Car il ne suffit pas d'avoir droit à un C2P pour le remplir ! Un travailleur engrange en effet des points au rythme de quatre points par an pour l'exposition à un critère, et de huit par an pour l'exposition à deux critères et plus – alors même qu'un salarié sur trois subit au moins trois contraintes physiques,
selon la Direction de l'Animation de la recherche, des Études et des Statistiques (Dares), le service statistique du ministère du Travail. Et ce nombre de points est plafonné à cent. Autrement dit, la pénibilité subie par un actif dont l'emploi correspond à deux critères du C2P n'est plus prise en compte au-delà de 12,5 années de carrière.
Après la réforme, pour les 1,8 million de titulaires d'un C2P, la partie ne sera toujours pas gagnée. Les facteurs de pénibilité ne sont comptabilisés qu'à partir de certains seuils, et ceux-ci sont particulièrement élevés. "

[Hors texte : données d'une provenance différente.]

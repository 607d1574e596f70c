use std::sync::Arc;
use std::time::Duration;

use futures_util::future::BoxFuture;

use skein_domain::config::{ModelConfig, ModelFeature};
use skein_domain::stream::{BoxStream, LlmResult, LlmStreamEvent, LlmUsage};

use crate::backend::{ChatRequest, LlmBackend, RerankedDocument};
use crate::balancer::{Clock, LoadBalancer, SystemClock};
use crate::error::InvokeError;
use crate::openai::OpenAiCompatBackend;

// ━━━━━━━━━━━━━━━━━━━━━━━━━━━━━━━━━━━━━━━━━━━━━━━━━━━━━━━━━━━━━━━━━━
// ModelInstance
// ━━━━━━━━━━━━━━━━━━━━━━━━━━━━━━━━━━━━━━━━━━━━━━━━━━━━━━━━━━━━━━━━━━

/// One concrete provider+model deployment with its credential sets.
///
/// All model access in the workspace goes through this type. Each call
/// walks the credential rotation order, skipping sets in cooldown; a
/// rotatable failure (rate limit, auth, connection) cools the offending
/// set down and moves on, and only when every set has been tried or
/// skipped does the error surface as [`InvokeError::CredentialsExhausted`].
pub struct ModelInstance {
    provider: String,
    model: String,
    features: Vec<ModelFeature>,
    backends: Vec<Arc<dyn LlmBackend>>,
    balancer: LoadBalancer,
    input_price_per_1m: f64,
    output_price_per_1m: f64,
}

impl ModelInstance {
    /// Build an instance over explicit backends (one per credential set).
    pub fn new(
        provider: impl Into<String>,
        model: impl Into<String>,
        features: Vec<ModelFeature>,
        backends: Vec<Arc<dyn LlmBackend>>,
        cooldown: Duration,
        clock: Arc<dyn Clock>,
    ) -> Self {
        let balancer = LoadBalancer::new(backends.len(), cooldown, clock);
        Self {
            provider: provider.into(),
            model: model.into(),
            features,
            backends,
            balancer,
            input_price_per_1m: 0.0,
            output_price_per_1m: 0.0,
        }
    }

    /// Build from config, instantiating one OpenAI-compatible backend per
    /// credential set.
    pub fn from_config(cfg: &ModelConfig) -> Result<Self, skein_domain::Error> {
        if cfg.credentials.is_empty() {
            return Err(skein_domain::Error::Config(format!(
                "model {}/{} has no credential sets",
                cfg.provider, cfg.model
            )));
        }
        let backends: Vec<Arc<dyn LlmBackend>> = cfg
            .credentials
            .iter()
            .enumerate()
            .map(|(i, cred)| {
                let id = if cred.name.is_empty() {
                    format!("{}#{}", cfg.provider, i)
                } else {
                    cred.name.clone()
                };
                Arc::new(OpenAiCompatBackend::new(
                    id,
                    cred.base_url.clone(),
                    cred.api_key.clone(),
                    cfg.model.clone(),
                )) as Arc<dyn LlmBackend>
            })
            .collect();

        let mut instance = Self::new(
            cfg.provider.clone(),
            cfg.model.clone(),
            cfg.features.clone(),
            backends,
            Duration::from_secs(cfg.cooldown_secs),
            Arc::new(SystemClock),
        );
        instance.input_price_per_1m = cfg.input_price_per_1m;
        instance.output_price_per_1m = cfg.output_price_per_1m;
        Ok(instance)
    }

    pub fn provider(&self) -> &str {
        &self.provider
    }

    pub fn model(&self) -> &str {
        &self.model
    }

    pub fn supports_tool_call(&self) -> bool {
        self.features.contains(&ModelFeature::ToolCall)
    }

    pub fn supports_stream_tool_call(&self) -> bool {
        self.features.contains(&ModelFeature::StreamToolCall)
    }

    pub fn supports_vision(&self) -> bool {
        self.features.contains(&ModelFeature::Vision)
    }

    /// Apply this deployment's unit pricing to a token usage.
    pub fn price_usage(&self, usage: LlmUsage) -> LlmUsage {
        usage.priced(self.input_price_per_1m, self.output_price_per_1m)
    }

    /// Approximate token count for text this model has not tokenized.
    ///
    /// Used only to backfill usage when a run was stopped before the
    /// backend reported real counts; four characters per token is the
    /// conventional rough estimate.
    pub fn count_tokens(&self, text: &str) -> u32 {
        (text.chars().count() as u32).div_ceil(4)
    }

    // ── Invocation entry points ────────────────────────────────────

    /// Blocking chat completion with credential rotation.
    pub async fn invoke_llm(&self, req: &ChatRequest) -> Result<LlmResult, InvokeError> {
        let started = std::time::Instant::now();
        let mut result = self
            .round_robin(|backend| {
                let req = req.clone();
                Box::pin(async move { backend.chat(req).await })
            })
            .await?;
        if let Some(usage) = result.usage.take() {
            let mut usage = self.price_usage(usage);
            usage.latency_ms = started.elapsed().as_millis() as u64;
            result.usage = Some(usage);
        }
        Ok(result)
    }

    /// Streaming chat completion. Rotation applies to establishing the
    /// stream; an error mid-stream surfaces to the consumer as a stream
    /// item, not a retried request.
    pub async fn invoke_llm_stream(
        &self,
        req: &ChatRequest,
    ) -> Result<BoxStream<'static, Result<LlmStreamEvent, InvokeError>>, InvokeError> {
        self.round_robin(|backend| {
            let req = req.clone();
            Box::pin(async move { backend.chat_stream(req).await })
        })
        .await
    }

    /// Embedding generation with credential rotation.
    pub async fn invoke_text_embedding(
        &self,
        input: Vec<String>,
    ) -> Result<Vec<Vec<f32>>, InvokeError> {
        self.round_robin(|backend| {
            let input = input.clone();
            Box::pin(async move { backend.embeddings(input).await })
        })
        .await
    }

    /// Rerank with credential rotation.
    pub async fn invoke_rerank(
        &self,
        query: String,
        documents: Vec<String>,
        top_n: Option<usize>,
    ) -> Result<Vec<RerankedDocument>, InvokeError> {
        self.round_robin(|backend| {
            let query = query.clone();
            let documents = documents.clone();
            Box::pin(async move { backend.rerank(query, documents, top_n).await })
        })
        .await
    }

    // ── Rotation core ──────────────────────────────────────────────

    async fn round_robin<T, F>(&self, op: F) -> Result<T, InvokeError>
    where
        F: Fn(Arc<dyn LlmBackend>) -> BoxFuture<'static, Result<T, InvokeError>>,
    {
        let mut attempts = 0usize;
        let mut last: Option<InvokeError> = None;

        for index in self.balancer.rotation_order() {
            if self.balancer.in_cooldown(index) {
                continue;
            }
            attempts += 1;
            let backend = Arc::clone(&self.backends[index]);
            match op(backend).await {
                Ok(value) => return Ok(value),
                Err(e) if e.is_rotatable() => {
                    tracing::warn!(
                        provider = %self.provider,
                        model = %self.model,
                        credential_set = index,
                        error = %e,
                        "credential set failed, rotating"
                    );
                    self.balancer.mark_cooldown(index);
                    last = Some(e);
                }
                Err(e) => return Err(e),
            }
        }

        Err(InvokeError::CredentialsExhausted {
            attempts,
            last: last
                .map(|e| e.to_string())
                .unwrap_or_else(|| "all credential sets in cooldown".to_owned()),
        })
    }
}

#[cfg(test)]
mod tests {
    use super::*;
    use parking_lot::Mutex;
    use std::time::Instant;

    /// Manually advanced clock shared with the balancer.
    struct FakeClock {
        now: Mutex<Instant>,
    }

    impl FakeClock {
        fn new() -> Self {
            Self {
                now: Mutex::new(Instant::now()),
            }
        }

        fn advance(&self, by: Duration) {
            *self.now.lock() += by;
        }
    }

    impl Clock for FakeClock {
        fn now(&self) -> Instant {
            *self.now.lock()
        }
    }

    /// A backend that fails with a fixed error a number of times, then
    /// succeeds.
    struct FlakyBackend {
        id: String,
        failures_left: Mutex<u32>,
        error: fn(String) -> InvokeError,
        calls: Mutex<u32>,
    }

    impl FlakyBackend {
        fn failing(id: &str, failures: u32, error: fn(String) -> InvokeError) -> Arc<Self> {
            Arc::new(Self {
                id: id.to_owned(),
                failures_left: Mutex::new(failures),
                error,
                calls: Mutex::new(0),
            })
        }

        fn calls(&self) -> u32 {
            *self.calls.lock()
        }
    }

    #[async_trait::async_trait]
    impl LlmBackend for FlakyBackend {
        async fn chat(&self, _req: ChatRequest) -> Result<LlmResult, InvokeError> {
            *self.calls.lock() += 1;
            let mut left = self.failures_left.lock();
            if *left > 0 {
                *left -= 1;
                return Err((self.error)(format!("backend {}", self.id)));
            }
            Ok(LlmResult {
                text: format!("answered by {}", self.id),
                usage: Some(LlmUsage::from_tokens(10, 2)),
                ..Default::default()
            })
        }

        async fn chat_stream(
            &self,
            _req: ChatRequest,
        ) -> Result<BoxStream<'static, Result<LlmStreamEvent, InvokeError>>, InvokeError>
        {
            unimplemented!("not used in these tests")
        }

        async fn embeddings(&self, _input: Vec<String>) -> Result<Vec<Vec<f32>>, InvokeError> {
            unimplemented!("not used in these tests")
        }

        async fn rerank(
            &self,
            _query: String,
            _documents: Vec<String>,
            _top_n: Option<usize>,
        ) -> Result<Vec<RerankedDocument>, InvokeError> {
            unimplemented!("not used in these tests")
        }

        fn backend_id(&self) -> &str {
            &self.id
        }
    }

    fn instance_with(
        backends: Vec<Arc<dyn LlmBackend>>,
        clock: Arc<dyn Clock>,
    ) -> ModelInstance {
        ModelInstance::new(
            "openai",
            "gpt-test",
            vec![ModelFeature::ToolCall],
            backends,
            Duration::from_secs(60),
            clock,
        )
    }

    #[tokio::test]
    async fn rate_limit_rotates_to_second_credential_set() {
        let clock = Arc::new(FakeClock::new());
        let first = FlakyBackend::failing("first", u32::MAX, InvokeError::RateLimit);
        let second = FlakyBackend::failing("second", 0, InvokeError::RateLimit);
        let instance = instance_with(
            vec![
                first.clone() as Arc<dyn LlmBackend>,
                second.clone() as Arc<dyn LlmBackend>,
            ],
            clock.clone(),
        );

        let result = instance.invoke_llm(&ChatRequest::default()).await.unwrap();
        assert!(result.text.contains("second"));

        // The failed set is excluded from selection for the cooldown
        // window: a second invocation must not touch it.
        let first_calls = first.calls();
        instance.invoke_llm(&ChatRequest::default()).await.unwrap();
        assert_eq!(first.calls(), first_calls);

        // After the cooldown expires the first set is selectable again.
        clock.advance(Duration::from_secs(61));
        instance.invoke_llm(&ChatRequest::default()).await.unwrap();
        instance.invoke_llm(&ChatRequest::default()).await.unwrap();
        assert!(first.calls() > first_calls);
    }

    #[tokio::test]
    async fn exhausting_all_sets_reports_last_error() {
        let clock = Arc::new(FakeClock::new());
        let a = FlakyBackend::failing("a", u32::MAX, InvokeError::Auth);
        let b = FlakyBackend::failing("b", u32::MAX, InvokeError::RateLimit);
        let instance = instance_with(
            vec![a as Arc<dyn LlmBackend>, b as Arc<dyn LlmBackend>],
            clock,
        );

        let err = instance
            .invoke_llm(&ChatRequest::default())
            .await
            .unwrap_err();
        match err {
            InvokeError::CredentialsExhausted { attempts, .. } => assert_eq!(attempts, 2),
            other => panic!("expected CredentialsExhausted, got {other}"),
        }
    }

    #[tokio::test]
    async fn non_rotatable_error_propagates_immediately() {
        let clock = Arc::new(FakeClock::new());
        let a = FlakyBackend::failing("a", u32::MAX, InvokeError::BadRequest);
        let instance = instance_with(vec![a.clone() as Arc<dyn LlmBackend>], clock);

        let err = instance
            .invoke_llm(&ChatRequest::default())
            .await
            .unwrap_err();
        assert!(matches!(err, InvokeError::BadRequest(_)));
        assert_eq!(a.calls(), 1);
    }

    #[test]
    fn token_estimate_rounds_up() {
        let clock: Arc<dyn Clock> = Arc::new(SystemClock);
        let instance = instance_with(
            vec![FlakyBackend::failing("x", 0, InvokeError::RateLimit) as Arc<dyn LlmBackend>],
            clock,
        );
        assert_eq!(instance.count_tokens(""), 0);
        assert_eq!(instance.count_tokens("abcd"), 1);
        assert_eq!(instance.count_tokens("abcde"), 2);
    }
}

Par exemple, à l'époque où le critère de port de charges lourdes était pris en compte, les déménageurs n'atteignaient pas le nombre d'heures nécessaire", relate Serge Volkoff. Actuellement,
comme le rapporte Le Monde, les personnels navigants d’Air France sur des vols long-courriers n’entrent pas dans le dispositif alors même qu’ils sont fréquemment employés la nuit.
Des seuils de pénibilité abaissés, mais...
N'en déplaise au Medef, ces seuils devraient tout de même être abaissés par la réforme : "On est en train de regarder, sur les métiers pénibles, comment on peut améliorer le dispositif, par exemple diminuer le nombre d'heures de nuit qu'il faut avoir travailler pour y avoir droit", indiquait ainsi Muriel Pénicaud fin janvier. Malgré l'insistance de la CFDT sur ce point, le gouvernement semble néanmoins nettement moins disposé à réintégrer les quatre critères de pénibilité retirés du C2P en 2017.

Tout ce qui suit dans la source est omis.